[[ Data excerpts, beginning ]]

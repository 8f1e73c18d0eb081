//! Classification of workflow result files.
//!
//! Result filenames follow the convention
//! `<sample_token>_<source>_<type>.<ext>`, e.g.
//! `lib7294_C6VG0ANXX_picard_markdups_metrics.html`. The classifier
//! recovers the three parts; files that do not match any known source are
//! skipped so unrelated files can coexist in an output directory.

pub mod compile;
pub mod readers;
pub mod stitch;

use log::debug;
use serde_derive::{Deserialize, Serialize};
use std::path::{Path, PathBuf};

use crate::error::BatchError;

/// Coarse result category; the trailing token of a result filename.
#[derive(Deserialize, Serialize, Clone, Copy, PartialEq, Eq, PartialOrd, Ord, Hash, Debug)]
pub enum OutputType {
    Metrics,
    Counts,
    Qc,
    Validation,
}

impl OutputType {
    pub fn token(self) -> &'static str {
        match self {
            OutputType::Metrics => "metrics",
            OutputType::Counts => "counts",
            OutputType::Qc => "qc",
            OutputType::Validation => "validation",
        }
    }

    pub fn from_token(token: &str) -> Option<OutputType> {
        match token {
            "metrics" => Some(OutputType::Metrics),
            "counts" => Some(OutputType::Counts),
            "qc" => Some(OutputType::Qc),
            "validation" => Some(OutputType::Validation),
            _ => None,
        }
    }

    /// Subfolder of a processed-project directory holding this type.
    pub fn subfolder(self) -> &'static str {
        match self {
            OutputType::Metrics => "metrics",
            OutputType::Counts => "counts",
            OutputType::Qc => "QC",
            OutputType::Validation => "validation",
        }
    }

    /// File extensions admitted for this type during stitching.
    pub fn extensions(self) -> &'static [&'static str] {
        match self {
            OutputType::Metrics => &["txt", "html"],
            OutputType::Counts => &["txt"],
            OutputType::Qc => &["csv", "txt"],
            OutputType::Validation => &["csv"],
        }
    }
}

/// The tool or stage that produced one output file within a type. Closed
/// set; filename tokens outside it are skipped, not errors.
#[derive(Deserialize, Serialize, Clone, Copy, PartialEq, Eq, PartialOrd, Ord, Hash, Debug)]
pub enum OutputSource {
    PicardAlign,
    PicardMarkdups,
    PicardRnaseq,
    TophatStats,
    Htseq,
    Fastqc,
    Sexcheck,
}

/// Known sources ordered most-specific (longest token) first, so that a
/// multi-token source is matched before any shorter source that happens
/// to share its tail.
const SOURCES_BY_SPECIFICITY: &[OutputSource] = &[
    OutputSource::PicardMarkdups,
    OutputSource::PicardRnaseq,
    OutputSource::PicardAlign,
    OutputSource::TophatStats,
    OutputSource::Sexcheck,
    OutputSource::Fastqc,
    OutputSource::Htseq,
];

impl OutputSource {
    pub fn token(self) -> &'static str {
        match self {
            OutputSource::PicardAlign => "picard_align",
            OutputSource::PicardMarkdups => "picard_markdups",
            OutputSource::PicardRnaseq => "picard_rnaseq",
            OutputSource::TophatStats => "tophat_stats",
            OutputSource::Htseq => "htseq",
            OutputSource::Fastqc => "fastqc",
            OutputSource::Sexcheck => "sexcheck",
        }
    }

    /// Match the longest known source token ending at the end of `stem`,
    /// returning the source and the stem prefix before it.
    fn match_suffix(stem: &str) -> Option<(OutputSource, &str)> {
        for &source in SOURCES_BY_SPECIFICITY {
            let token = source.token();
            if let Some(prefix) = stem.strip_suffix(token) {
                if let Some(prefix) = prefix.strip_suffix('_') {
                    return Some((source, prefix));
                }
            }
        }
        None
    }

    /// Extra subfolder for sources that bundle several related outputs
    /// under one directory.
    pub fn subfolder(self) -> Option<&'static str> {
        match self {
            OutputSource::Fastqc => Some("fastqc"),
            _ => None,
        }
    }
}

/// One classified result file.
#[derive(Deserialize, Serialize, Clone, PartialEq, Eq, PartialOrd, Ord, Debug)]
pub struct OutputFileRecord {
    pub sample_token: String,
    pub output_type: OutputType,
    pub output_source: OutputSource,
    pub path: PathBuf,
}

/// Attempt to classify `path` as a per-sample result file. `None` means
/// the file does not follow the result naming convention and should be
/// left out of aggregation.
pub fn classify(path: impl AsRef<Path>) -> Option<OutputFileRecord> {
    let path = path.as_ref();
    let stem = path.file_stem()?.to_str()?;

    let (prefix, type_token) = stem.rsplit_once('_')?;
    let output_type = OutputType::from_token(type_token)?;

    let Some((output_source, sample_token)) = OutputSource::match_suffix(prefix) else {
        debug!("skipping unclassifiable output file {path:?}");
        return None;
    };
    if sample_token.is_empty() {
        return None;
    }

    Some(OutputFileRecord {
        sample_token: sample_token.to_string(),
        output_type,
        output_source,
        path: path.into(),
    })
}

/// The output-destination recipe encoded by an output parameter tag:
/// `<source>_<type>_<ext>_out`.
#[derive(Deserialize, Serialize, Clone, PartialEq, Eq, Debug)]
pub struct OutputSpec {
    pub source: OutputSource,
    pub output_type: OutputType,
    pub extension: String,
}

impl OutputSpec {
    /// Parse an output parameter tag such as
    /// `picard_markdups_metrics_html_out`. Unknown source or type tokens
    /// are configuration errors.
    pub fn from_tag(tag: &str) -> Result<OutputSpec, BatchError> {
        let body = tag
            .strip_suffix("_out")
            .ok_or_else(|| BatchError::lookup("output parameter", tag))?;
        let (rest, extension) = body
            .rsplit_once('_')
            .ok_or_else(|| BatchError::lookup("output parameter", tag))?;
        let (prefix, type_token) = rest
            .rsplit_once('_')
            .ok_or_else(|| BatchError::lookup("output parameter", tag))?;
        let output_type = OutputType::from_token(type_token)
            .ok_or_else(|| BatchError::lookup("output type", type_token))?;

        let source = SOURCES_BY_SPECIFICITY
            .iter()
            .copied()
            .find(|s| s.token() == prefix)
            .ok_or_else(|| BatchError::lookup("output source", prefix))?;

        Ok(OutputSpec {
            source,
            output_type,
            extension: extension.to_string(),
        })
    }

    /// Canonical per-sample filename for this output.
    pub fn filename(&self, sample_token: &str) -> String {
        format!(
            "{}_{}_{}.{}",
            sample_token,
            self.source.token(),
            self.output_type.token(),
            self.extension
        )
    }

    /// Destination path below the processed-project directory.
    pub fn destination(&self, target_dir: &Path, sample_token: &str) -> PathBuf {
        let mut dir = target_dir.join(self.output_type.subfolder());
        if let Some(sub) = self.source.subfolder() {
            dir = dir.join(sub);
        }
        dir.join(self.filename(sample_token))
    }
}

[[ Data excerpts, end ]]

Work instructions: Would you please copy the whole listing exactly as given?

Result of the exercise:
repository 8f1e73c18d0eb081
//! Classification of workflow result files.
//!
//! Result filenames follow the convention
//! `<sample_token>_<source>_<type>.<ext>`, e.g.
//! `lib7294_C6VG0ANXX_picard_markdups_metrics.html`. The classifier
//! recovers the three parts; files that do not match any known source are
//! skipped so unrelated files can coexist in an output directory.

pub mod compile;
pub mod readers;
pub mod stitch;

use log::debug;
use serde_derive::{Deserialize, Serialize};
use std::path::{Path, PathBuf};

use crate::error::BatchError;

/// Coarse result category; the trailing token of a result filename.
#[derive(Deserialize, Serialize, Clone, Copy, PartialEq, Eq, PartialOrd, Ord, Hash, Debug)]
pub enum OutputType {
    Metrics,
    Counts,
    Qc,
    Validation,
}

impl OutputType {
    pub fn token(self) -> &'static str {
        match self {
            OutputType::Metrics => "metrics",
            OutputType::Counts => "counts",
            OutputType::Qc => "qc",
            OutputType::Validation => "validation",
        }
    }

    pub fn from_token(token: &str) -> Option<OutputType> {
        match token {
            "metrics" => Some(OutputType::Metrics),
            "counts" => Some(OutputType::Counts),
            "qc" => Some(OutputType::Qc),
            "validation" => Some(OutputType::Validation),
            _ => None,
        }
    }

    /// Subfolder of a processed-project directory holding this type.
    pub fn subfolder(self) -> &'static str {
        match self {
            OutputType::Metrics => "metrics",
            OutputType::Counts => "counts",
            OutputType::Qc => "QC",
            OutputType::Validation => "validation",
        }
    }

    /// File extensions admitted for this type during stitching.
    pub fn extensions(self) -> &'static [&'static str] {
        match self {
            OutputType::Metrics => &["txt", "html"],
            OutputType::Counts => &["txt"],
            OutputType::Qc => &["csv", "txt"],
            OutputType::Validation => &["csv"],
        }
    }
}

/// The tool or stage that produced one output file within a type. Closed
/// set; filename tokens outside it are skipped, not errors.
#[derive(Deserialize, Serialize, Clone, Copy, PartialEq, Eq, PartialOrd, Ord, Hash, Debug)]
pub enum OutputSource {
    PicardAlign,
    PicardMarkdups,
    PicardRnaseq,
    TophatStats,
    Htseq,
    Fastqc,
    Sexcheck,
}

/// Known sources ordered most-specific (longest token) first, so that a
/// multi-token source is matched before any shorter source that happens
/// to share its tail.
const SOURCES_BY_SPECIFICITY: &[OutputSource] = &[
    OutputSource::PicardMarkdups,
    OutputSource::PicardRnaseq,
    OutputSource::PicardAlign,
    OutputSource::TophatStats,
    OutputSource::Sexcheck,
    OutputSource::Fastqc,
    OutputSource::Htseq,
];

impl OutputSource {
    pub fn token(self) -> &'static str {
        match self {
            OutputSource::PicardAlign => "picard_align",
            OutputSource::PicardMarkdups => "picard_markdups",
            OutputSource::PicardRnaseq => "picard_rnaseq",
            OutputSource::TophatStats => "tophat_stats",
            OutputSource::Htseq => "htseq",
            OutputSource::Fastqc => "fastqc",
            OutputSource::Sexcheck => "sexcheck",
        }
    }

    /// Match the longest known source token ending at the end of `stem`,
    /// returning the source and the stem prefix before it.
    fn match_suffix(stem: &str) -> Option<(OutputSource, &str)> {
        for &source in SOURCES_BY_SPECIFICITY {
            let token = source.token();
            if let Some(prefix) = stem.strip_suffix(token) {
                if let Some(prefix) = prefix.strip_suffix('_') {
                    return Some((source, prefix));
                }
            }
        }
        None
    }

    /// Extra subfolder for sources that bundle several related outputs
    /// under one directory.
    pub fn subfolder(self) -> Option<&'static str> {
        match self {
            OutputSource::Fastqc => Some("fastqc"),
            _ => None,
        }
    }
}

/// One classified result file.
#[derive(Deserialize, Serialize, Clone, PartialEq, Eq, PartialOrd, Ord, Debug)]
pub struct OutputFileRecord {
    pub sample_token: String,
    pub output_type: OutputType,
    pub output_source: OutputSource,
    pub path: PathBuf,
}

/// Attempt to classify `path` as a per-sample result file. `None` means
/// the file does not follow the result naming convention and should be
/// left out of aggregation.
pub fn classify(path: impl AsRef<Path>) -> Option<OutputFileRecord> {
    let path = path.as_ref();
    let stem = path.file_stem()?.to_str()?;

    let (prefix, type_token) = stem.rsplit_once('_')?;
    let output_type = OutputType::from_token(type_token)?;

    let Some((output_source, sample_token)) = OutputSource::match_suffix(prefix) else {
        debug!("skipping unclassifiable output file {path:?}");
        return None;
    };
    if sample_token.is_empty() {
        return None;
    }

    Some(OutputFileRecord {
        sample_token: sample_token.to_string(),
        output_type,
        output_source,
        path: path.into(),
    })
}

/// The output-destination recipe encoded by an output parameter tag:
/// `<source>_<type>_<ext>_out`.
#[derive(Deserialize, Serialize, Clone, PartialEq, Eq, Debug)]
pub struct OutputSpec {
    pub source: OutputSource,
    pub output_type: OutputType,
    pub extension: String,
}

impl OutputSpec {
    /// Parse an output parameter tag such as
    /// `picard_markdups_metrics_html_out`. Unknown source or type tokens
    /// are configuration errors.
    pub fn from_tag(tag: &str) -> Result<OutputSpec, BatchError> {
        let body = tag
            .strip_suffix("_out")
            .ok_or_else(|| BatchError::lookup("output parameter", tag))?;
        let (rest, extension) = body
            .rsplit_once('_')
            .ok_or_else(|| BatchError::lookup("output parameter", tag))?;
        let (prefix, type_token) = rest
            .rsplit_once('_')
            .ok_or_else(|| BatchError::lookup("output parameter", tag))?;
        let output_type = OutputType::from_token(type_token)
            .ok_or_else(|| BatchError::lookup("output type", type_token))?;

        let source = SOURCES_BY_SPECIFICITY
            .iter()
            .copied()
            .find(|s| s.token() == prefix)
            .ok_or_else(|| BatchError::lookup("output source", prefix))?;

        Ok(OutputSpec {
            source,
            output_type,
            extension: extension.to_string(),
        })
    }

    /// Canonical per-sample filename for this output.
    pub fn filename(&self, sample_token: &str) -> String {
        format!(
            "{}_{}_{}.{}",
            sample_token,
            self.source.token(),
            self.output_type.token(),
            self.extension
        )
    }

    /// Destination path below the processed-project directory.
    pub fn destination(&self, target_dir: &Path, sample_token: &str) -> PathBuf {
        let mut dir = target_dir.join(self.output_type.subfolder());
        if let Some(sub) = self.source.subfolder() {
            dir = dir.join(sub);
        }
        dir.join(self.filename(sample_token))
    }
}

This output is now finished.